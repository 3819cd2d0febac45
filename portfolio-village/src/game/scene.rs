//! Village scene spawning

use bevy::prelude::*;
use rand::{rngs::StdRng, Rng, SeedableRng};

use portfolio::village::layout::{building_size, landmark, LandmarkCategory, LANDMARKS, WORLD_HALF_EXTENT};
use portfolio::village::{CameraRig, PlayerSnapshot};

use super::to_bevy;

/// Trees scattered around the village
const TREE_COUNT: usize = 120;

/// Fixed so the village looks the same on every visit
const TREE_SEED: u64 = 0x6b6f6e6f6861;

/// Trees keep this far from building centers
const TREE_CLEARANCE: f32 = 14.0;

// ============================================================================
// COMPONENTS
// ============================================================================

/// Parent of every 3D entity; hidden in the 2D fallback
#[derive(Component)]
pub struct VillageRoot;

/// The walking character
#[derive(Component)]
pub struct PlayerAvatar;

/// The follow camera
#[derive(Component)]
pub struct PlayerCamera;

/// One of the two night headlights
#[derive(Component)]
pub struct Headlight {
    pub index: usize,
}

/// The sun (or moon at night)
#[derive(Component)]
pub struct Sun;

// ============================================================================
// SPAWNING
// ============================================================================

/// Spawn ground, hills, buildings, gate, trees, player, camera and lights.
pub fn spawn_village(
    mut commands: Commands,
    mut meshes: ResMut<Assets<Mesh>>,
    mut materials: ResMut<Assets<StandardMaterial>>,
) {
    info!("Spawning village...");

    let start = PlayerSnapshot::default();

    let ground = meshes.add(Plane3d::default().mesh().size(WORLD_HALF_EXTENT * 2.0, WORLD_HALF_EXTENT * 2.0));
    let grass = materials.add(Color::srgb(0.35, 0.6, 0.3));
    let hill = meshes.add(Sphere::new(10.0));
    let hill_material = materials.add(Color::srgb(0.3, 0.52, 0.27));
    let trunk = meshes.add(Cylinder::new(0.3, 2.0));
    let trunk_material = materials.add(Color::srgb(0.4, 0.26, 0.13));
    let crown = meshes.add(Cone { radius: 1.6, height: 4.0 });
    let crown_material = materials.add(Color::srgb(0.13, 0.45, 0.2));
    let post = meshes.add(Cuboid::new(2.0, 10.0, 2.0));
    let post_material = materials.add(Color::srgb(0.55, 0.15, 0.1));

    commands.spawn((
        VillageRoot,
        Transform::default(),
        Visibility::default(),
        Name::new("Village"),
    )).with_children(|parent| {
        parent.spawn((
            Mesh3d(ground),
            MeshMaterial3d(grass),
            Transform::default(),
        ));

        for (x, z) in [(-70.0, -70.0), (70.0, -70.0), (-70.0, 70.0), (70.0, 70.0)] {
            parent.spawn((
                Mesh3d(hill.clone()),
                MeshMaterial3d(hill_material.clone()),
                Transform::from_xyz(x, -1.0, z),
            ));
        }

        for landmark in LANDMARKS.iter() {
            if landmark.category == LandmarkCategory::Other {
                continue;
            }
            let size = to_bevy(building_size(landmark.category));
            parent.spawn((
                Mesh3d(meshes.add(Cuboid::new(size.x, size.y, size.z))),
                MeshMaterial3d(materials.add(building_color(landmark.category))),
                Transform::from_xyz(landmark.x, size.y / 2.0, landmark.z),
                Name::new(landmark.name),
            ));
        }

        if let Some(gate) = landmark("gate") {
            for offset in [-6.0, 6.0] {
                parent.spawn((
                    Mesh3d(post.clone()),
                    MeshMaterial3d(post_material.clone()),
                    Transform::from_xyz(gate.x + offset, 5.0, gate.z),
                ));
            }
            parent.spawn((
                Mesh3d(meshes.add(Cuboid::new(16.0, 1.5, 2.5))),
                MeshMaterial3d(post_material.clone()),
                Transform::from_xyz(gate.x, 10.5, gate.z),
                Name::new(gate.name),
            ));
        }

        let mut rng = StdRng::seed_from_u64(TREE_SEED);
        let limit = WORLD_HALF_EXTENT - 5.0;
        let mut planted = 0;
        while planted < TREE_COUNT {
            let x = rng.gen_range(-limit..limit);
            let z = rng.gen_range(-limit..limit);
            let crowded = LANDMARKS
                .iter()
                .any(|l| ((l.x - x).powi(2) + (l.z - z).powi(2)).sqrt() < TREE_CLEARANCE);
            if crowded {
                continue;
            }
            let scale = rng.gen_range(0.8..1.4);
            parent.spawn((
                Transform::from_xyz(x, 0.0, z).with_scale(Vec3::splat(scale)),
                Visibility::default(),
            )).with_children(|tree| {
                tree.spawn((
                    Mesh3d(trunk.clone()),
                    MeshMaterial3d(trunk_material.clone()),
                    Transform::from_xyz(0.0, 1.0, 0.0),
                ));
                tree.spawn((
                    Mesh3d(crown.clone()),
                    MeshMaterial3d(crown_material.clone()),
                    Transform::from_xyz(0.0, 4.0, 0.0),
                ));
            });
            planted += 1;
        }

        parent.spawn((
            PlayerAvatar,
            Mesh3d(meshes.add(Capsule3d::new(0.4, 1.0))),
            MeshMaterial3d(materials.add(Color::srgb(1.0, 0.55, 0.1))),
            Transform::from_translation(to_bevy(start.position))
                .with_rotation(Quat::from_rotation_y(start.rotation_y)),
            Name::new("Player"),
        ));

        for index in 0..2 {
            parent.spawn((
                Headlight { index },
                SpotLight {
                    color: Color::srgb(1.0, 0.95, 0.8),
                    intensity: 2_000_000.0,
                    range: 40.0,
                    inner_angle: 0.2,
                    outer_angle: 0.45,
                    shadows_enabled: false,
                    ..default()
                },
                Transform::from_translation(to_bevy(start.position)),
                Visibility::Hidden,
            ));
        }

        parent.spawn((
            Sun,
            DirectionalLight {
                illuminance: 10_000.0,
                shadows_enabled: true,
                ..default()
            },
            Transform::from_xyz(50.0, 100.0, 50.0).looking_at(Vec3::ZERO, Vec3::Y),
        ));
    });

    let rig = CameraRig::default();
    let pose = rig.pose(&start);
    commands.spawn((
        PlayerCamera,
        Camera3d::default(),
        Transform::from_translation(to_bevy(pose.position)).looking_at(to_bevy(pose.look_at), Vec3::Y),
    ));

    info!("Village ready: {} landmarks, {} trees", LANDMARKS.len(), TREE_COUNT);
}

fn building_color(category: LandmarkCategory) -> Color {
    match category {
        LandmarkCategory::SummaryHall => Color::srgb(0.85, 0.35, 0.2),
        LandmarkCategory::Education => Color::srgb(0.3, 0.45, 0.85),
        LandmarkCategory::WorkExperience => Color::srgb(0.6, 0.45, 0.3),
        LandmarkCategory::Skills => Color::srgb(0.5, 0.5, 0.55),
        LandmarkCategory::Projects => Color::srgb(0.35, 0.7, 0.45),
        LandmarkCategory::Certifications => Color::srgb(0.85, 0.75, 0.3),
        LandmarkCategory::Other => Color::srgb(0.7, 0.7, 0.7),
    }
}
--------------------------------------------------
What is needed.
Find the string "limit" in the lines above and count those lines. Give only that count.

Your response.
3